Saved data entries

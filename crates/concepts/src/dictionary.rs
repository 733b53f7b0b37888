//! Concept dictionary: surface term -> concepts, concept -> record.
//!
//! ```text
//! "t:humerus"   -> [{cui: C0020164, preferred: true}]
//! "c:C0020164"  -> {cui, preferred_term: "humerus", semtypes: [T023]}
//! ```
//!
//! Both key families are sets keyed by CUI, so re-adding a row is a no-op.

use std::collections::{BTreeMap, BTreeSet};
use std::sync::Arc;
use std::time::Instant;

use serde::{Deserialize, Serialize};
use store::{KvStore, Serializer, StoreError, WriteBatch};
use tracing::info;

use crate::error::ConceptError;

const META_KEY: &[u8] = b"__dictionary_meta__";
const TERM_PREFIX: &str = "t:";
const CONCEPT_PREFIX: &str = "c:";
pub const DICTIONARY_SCHEMA_VERSION: u32 = 1;

/// One source row: a surface term naming a concept.
#[derive(Debug, Clone, PartialEq, Eq, Serialize, Deserialize)]
pub struct TermEntry {
    pub term: String,
    pub cui: String,
    pub semtypes: Vec<String>,
    pub preferred: bool,
}

impl TermEntry {
    pub fn new(term: impl Into<String>, cui: impl Into<String>) -> Self {
        Self {
            term: term.into(),
            cui: cui.into(),
            semtypes: Vec::new(),
            preferred: false,
        }
    }

    pub fn with_semtypes<S: Into<String>>(mut self, semtypes: impl IntoIterator<Item = S>) -> Self {
        self.semtypes = semtypes.into_iter().map(Into::into).collect();
        self
    }

    pub fn with_preferred(mut self, preferred: bool) -> Self {
        self.preferred = preferred;
        self
    }
}

/// A concept a surface term maps to.
#[derive(Debug, Clone, PartialEq, Eq, Serialize, Deserialize)]
pub struct ConceptEntry {
    pub cui: String,
    /// The term is the concept's preferred name.
    pub preferred: bool,
}

#[derive(Debug, Clone, PartialEq, Eq, Serialize, Deserialize)]
pub struct ConceptRecord {
    pub cui: String,
    pub preferred_term: Option<String>,
    pub semtypes: BTreeSet<String>,
}

#[derive(Debug, Clone, Copy, Default, PartialEq, Eq)]
pub struct DictionaryReport {
    /// Rows that changed the dictionary.
    pub rows_added: usize,
    pub terms_written: usize,
    pub concepts_written: usize,
}

#[derive(Debug, Clone, PartialEq, Serialize, Deserialize)]
struct DictionaryMeta {
    version: u32,
    serializer: Serializer,
}

pub struct ConceptDictionary {
    store: Arc<dyn KvStore>,
    serializer: Serializer,
}

impl ConceptDictionary {
    /// Open (or initialise) a dictionary in `store`.
    ///
    /// Values are structured records, so `serializer` must be able to encode
    /// them; a store stamped with another serializer is rejected.
    pub fn open(store: Arc<dyn KvStore>, serializer: Serializer) -> Result<Self, ConceptError> {
        if !serializer.supports_records() {
            return Err(ConceptError::InvalidParameter(format!(
                "{} serializer cannot encode concept records",
                serializer.name()
            )));
        }
        let expected = DictionaryMeta {
            version: DICTIONARY_SCHEMA_VERSION,
            serializer,
        };
        match store.get(META_KEY)? {
            Some(bytes) => {
                let found: DictionaryMeta =
                    serde_json::from_slice(&bytes).map_err(|e| ConceptError::Corrupt {
                        key: String::from_utf8_lossy(META_KEY).into_owned(),
                        reason: e.to_string(),
                    })?;
                if found != expected {
                    return Err(ConceptError::InvalidParameter(format!(
                        "dictionary was written with {} (schema {}), opened with {} (schema {})",
                        found.serializer.name(),
                        found.version,
                        expected.serializer.name(),
                        expected.version
                    )));
                }
            }
            None if store.mode().is_writable() => {
                let bytes = serde_json::to_vec(&expected).map_err(StoreError::codec)?;
                store.put(META_KEY, &bytes)?;
            }
            None => {}
        }
        Ok(Self { store, serializer })
    }

    pub fn store(&self) -> &Arc<dyn KvStore> {
        &self.store
    }

    /// Add one row. Returns `false` when the dictionary already had it.
    pub fn add(&self, entry: &TermEntry) -> Result<bool, ConceptError> {
        let report = self.add_batch(std::slice::from_ref(entry), 1)?;
        Ok(report.rows_added == 1)
    }

    /// Merge `entries` into the dictionary, writing through a
    /// [`WriteBatch`] of `batch_size`.
    pub fn add_batch(&self, entries: &[TermEntry], batch_size: usize) -> Result<DictionaryReport, ConceptError> {
        let started = Instant::now();
        self.store.mode().ensure_writable("add_batch")?;

        let mut report = DictionaryReport::default();
        let mut terms: BTreeMap<&str, Vec<ConceptEntry>> = BTreeMap::new();
        let mut concepts: BTreeMap<&str, ConceptRecord> = BTreeMap::new();
        let mut dirty_terms: BTreeSet<&str> = BTreeSet::new();
        let mut dirty_concepts: BTreeSet<&str> = BTreeSet::new();
        for entry in entries {
            if entry.term.is_empty() || entry.cui.is_empty() {
                continue;
            }
            if !terms.contains_key(entry.term.as_str()) {
                terms.insert(entry.term.as_str(), self.lookup_term(&entry.term)?);
            }
            if !concepts.contains_key(entry.cui.as_str()) {
                let existing = self.lookup_concept(&entry.cui)?.unwrap_or_else(|| ConceptRecord {
                    cui: entry.cui.clone(),
                    preferred_term: None,
                    semtypes: BTreeSet::new(),
                });
                concepts.insert(entry.cui.as_str(), existing);
            }

            let mut changed = false;
            if let Some(stored) = terms.get_mut(entry.term.as_str()) {
                if merge_entry(stored, &entry.cui, entry.preferred) {
                    dirty_terms.insert(entry.term.as_str());
                    changed = true;
                }
            }
            if let Some(concept) = concepts.get_mut(entry.cui.as_str()) {
                if merge_concept(concept, entry) {
                    dirty_concepts.insert(entry.cui.as_str());
                    changed = true;
                }
            }
            if changed {
                report.rows_added += 1;
            }
        }

        let mut batch = WriteBatch::new(self.store.as_ref(), batch_size)?;
        for term in dirty_terms {
            if let Some(stored) = terms.get(term) {
                batch.add(term_key(term).into_bytes(), self.serializer.encode(stored)?)?;
                report.terms_written += 1;
            }
        }
        for cui in dirty_concepts {
            if let Some(concept) = concepts.get(cui) {
                batch.add(concept_key(cui).into_bytes(), self.serializer.encode(concept)?)?;
                report.concepts_written += 1;
            }
        }
        batch.commit()?;

        info!(
            backend = self.store.backend_name(),
            rows = entries.len(),
            added = report.rows_added,
            terms = report.terms_written,
            concepts = report.concepts_written,
            elapsed_micros = started.elapsed().as_micros() as u64,
            "concept dictionary batch installed"
        );
        Ok(report)
    }

    /// Concepts named by `term`. Unknown terms give an empty list.
    pub fn lookup_term(&self, term: &str) -> Result<Vec<ConceptEntry>, ConceptError> {
        let key = term_key(term);
        match self.store.get(key.as_bytes())? {
            Some(bytes) => self.decode(&key, &bytes),
            None => Ok(Vec::new()),
        }
    }

    pub fn lookup_concept(&self, cui: &str) -> Result<Option<ConceptRecord>, ConceptError> {
        let key = concept_key(cui);
        match self.store.get(key.as_bytes())? {
            Some(bytes) => self.decode(&key, &bytes).map(Some),
            None => Ok(None),
        }
    }

    fn decode<T: serde::de::DeserializeOwned>(&self, key: &str, bytes: &[u8]) -> Result<T, ConceptError> {
        self.serializer
            .decode(bytes)
            .map_err(|e| ConceptError::Corrupt {
                key: key.to_string(),
                reason: e.to_string(),
            })
    }
}

fn merge_entry(stored: &mut Vec<ConceptEntry>, cui: &str, preferred: bool) -> bool {
    match stored.iter_mut().find(|existing| existing.cui == cui) {
        Some(existing) if preferred && !existing.preferred => {
            existing.preferred = true;
            true
        }
        Some(_) => false,
        None => {
            stored.push(ConceptEntry {
                cui: cui.to_string(),
                preferred,
            });
            stored.sort_by(|a, b| a.cui.cmp(&b.cui));
            true
        }
    }
}

// The first preferred row names the concept.
fn merge_concept(concept: &mut ConceptRecord, entry: &TermEntry) -> bool {
    let before = concept.semtypes.len();
    concept
        .semtypes
        .extend(entry.semtypes.iter().filter(|s| !s.is_empty()).cloned());
    let mut changed = concept.semtypes.len() != before;
    if entry.preferred && concept.preferred_term.is_none() {
        concept.preferred_term = Some(entry.term.clone());
        changed = true;
    }
    changed
}

fn term_key(term: &str) -> String {
    format!("{TERM_PREFIX}{term}")
}

fn concept_key(cui: &str) -> String {
    format!("{CONCEPT_PREFIX}{cui}")
}

#[cfg(test)]
mod tests {
    use super::*;
    use store::{AccessMode, InMemoryStore};

    fn dictionary(serializer: Serializer) -> ConceptDictionary {
        ConceptDictionary::open(Arc::new(InMemoryStore::new()), serializer).unwrap()
    }

    fn humerus() -> TermEntry {
        TermEntry::new("humerus", "C0020164")
            .with_semtypes(["T023"])
            .with_preferred(true)
    }

    #[test]
    fn rows_resolve_in_both_directions() {
        let dict = dictionary(Serializer::Json);
        let report = dict
            .add_batch(
                &[
                    humerus(),
                    TermEntry::new("humeri", "C0020164").with_semtypes(["T023"]),
                    TermEntry::new("fracture", "C0016658").with_semtypes(["T037"]),
                ],
                2,
            )
            .unwrap();
        assert_eq!(report.rows_added, 3);
        assert_eq!(report.terms_written, 3);
        assert_eq!(report.concepts_written, 2);

        assert_eq!(
            dict.lookup_term("humerus").unwrap(),
            vec![ConceptEntry {
                cui: "C0020164".into(),
                preferred: true
            }]
        );
        let record = dict.lookup_concept("C0020164").unwrap().unwrap();
        assert_eq!(record.preferred_term.as_deref(), Some("humerus"));
        assert_eq!(record.semtypes, BTreeSet::from(["T023".to_string()]));
    }

    #[test]
    fn unknown_keys_are_empty_not_errors() {
        let dict = dictionary(Serializer::Bincode);
        assert!(dict.lookup_term("ulna").unwrap().is_empty());
        assert!(dict.lookup_concept("C0041600").unwrap().is_none());
    }

    #[test]
    fn re_adding_rows_changes_nothing() {
        let dict = dictionary(Serializer::Bincode);
        assert!(dict.add(&humerus()).unwrap());
        assert!(!dict.add(&humerus()).unwrap());
        assert_eq!(dict.lookup_term("humerus").unwrap().len(), 1);
    }

    #[test]
    fn synonyms_and_homonyms_merge() {
        let dict = dictionary(Serializer::Json);
        dict.add(&TermEntry::new("cold", "C0009443").with_semtypes(["T047"]))
            .unwrap();
        dict.add(&TermEntry::new("cold", "C0009264").with_semtypes(["T070"]))
            .unwrap();
        dict.add(&TermEntry::new("common cold", "C0009443").with_preferred(true))
            .unwrap();

        let cuis: Vec<String> = dict
            .lookup_term("cold")
            .unwrap()
            .into_iter()
            .map(|e| e.cui)
            .collect();
        assert_eq!(cuis, vec!["C0009264", "C0009443"]);
        let record = dict.lookup_concept("C0009443").unwrap().unwrap();
        assert_eq!(record.preferred_term.as_deref(), Some("common cold"));
    }

    #[test]
    fn delimited_serializer_is_rejected() {
        let err = ConceptDictionary::open(Arc::new(InMemoryStore::new()), Serializer::delimited())
            .err()
            .expect("delimited values cannot hold records");
        assert!(matches!(err, ConceptError::InvalidParameter(_)));
    }

    #[test]
    fn reopening_with_another_serializer_fails() {
        let store: Arc<dyn KvStore> = Arc::new(InMemoryStore::new());
        ConceptDictionary::open(store.clone(), Serializer::Json).unwrap();
        assert!(matches!(
            ConceptDictionary::open(store, Serializer::Bincode),
            Err(ConceptError::InvalidParameter(_))
        ));
    }

    #[test]
    fn read_only_dictionary_refuses_writes() {
        let store = InMemoryStore::new();
        ConceptDictionary::open(Arc::new(store.clone()), Serializer::Json)
            .unwrap()
            .add(&humerus())
            .unwrap();

        let reader =
            ConceptDictionary::open(Arc::new(store.reopen(AccessMode::ReadOnly)), Serializer::Json)
                .unwrap();
        assert_eq!(reader.lookup_term("humerus").unwrap().len(), 1);
        assert!(matches!(
            reader.add(&TermEntry::new("femur", "C0015811")),
            Err(ConceptError::Store(StoreError::AccessDenied { .. }))
        ));
    }
}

■ **TASK**
The lines above that hold the word "surface" should be found and copied out.

■ **WRITTEN SOLUTION**
//! Concept dictionary: surface term -> concepts, concept -> record.
/// One source row: a surface term naming a concept.
/// A concept a surface term maps to.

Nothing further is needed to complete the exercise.